Stored data:
▶
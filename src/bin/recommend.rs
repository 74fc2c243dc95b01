//! Print recommendations for a session.
//!
//! Usage: `recommend MODEL ITEM_ID...`. Item ids are the external ids of the
//! interaction log; they are translated through the `id_map.json` written
//! by `fit_offline`.
extern crate cinerank;
extern crate failure;
#[macro_use]
extern crate serde_derive;
extern crate serde_json;
extern crate tracing;
extern crate tracing_subscriber;

use std::env;
use std::fs::File;
use std::io::BufReader;

use failure::format_err;
use tracing::info;
use tracing_subscriber::EnvFilter;

use cinerank::config::Settings;
use cinerank::data::IdMap;
use cinerank::pipeline::ID_MAP_FILENAME;
use cinerank::{ExternalId, Recommender, Registry};

#[derive(Deserialize)]
struct IdMaps {
    items: IdMap,
}

fn main() -> Result<(), failure::Error> {
    let filter = EnvFilter::try_from_default_env().unwrap_or_else(|_| EnvFilter::new("info"));
    tracing_subscriber::fmt().with_env_filter(filter).init();

    let settings = Settings::from_env()?;

    let mut args = env::args().skip(1);
    let model = args
        .next()
        .ok_or_else(|| format_err!("usage: recommend MODEL ITEM_ID..."))?;
    let context: Vec<ExternalId> = args
        .map(|arg| arg.parse::<ExternalId>())
        .collect::<Result<_, _>>()?;

    let id_maps: IdMaps = serde_json::from_reader(BufReader::new(File::open(
        settings.checkpoint_dir.join(ID_MAP_FILENAME),
    )?))?;
    let context: Vec<usize> = context
        .iter()
        .filter_map(|&id| id_maps.items.index_of(id))
        .collect();

    let recommender = Recommender::new(Registry::new(settings.checkpoint_dir.clone()));
    recommender.set_model(&model)?;

    let recommended: Vec<ExternalId> = recommender
        .recommend(&context, settings.top_k)?
        .into_iter()
        .filter_map(|item_id| id_maps.items.id_at(item_id))
        .collect();

    info!(model = %model, count = recommended.len(), "Recommended");
    println!("{}", serde_json::to_string(&recommended)?);

    Ok(())
}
◀
● **PROBLEM TO SOLVE**:
Exactly one number is the expected answer: the count of lines in the entries where the word "Result" is found.

● **ANSWER TO THIS TASK**:
2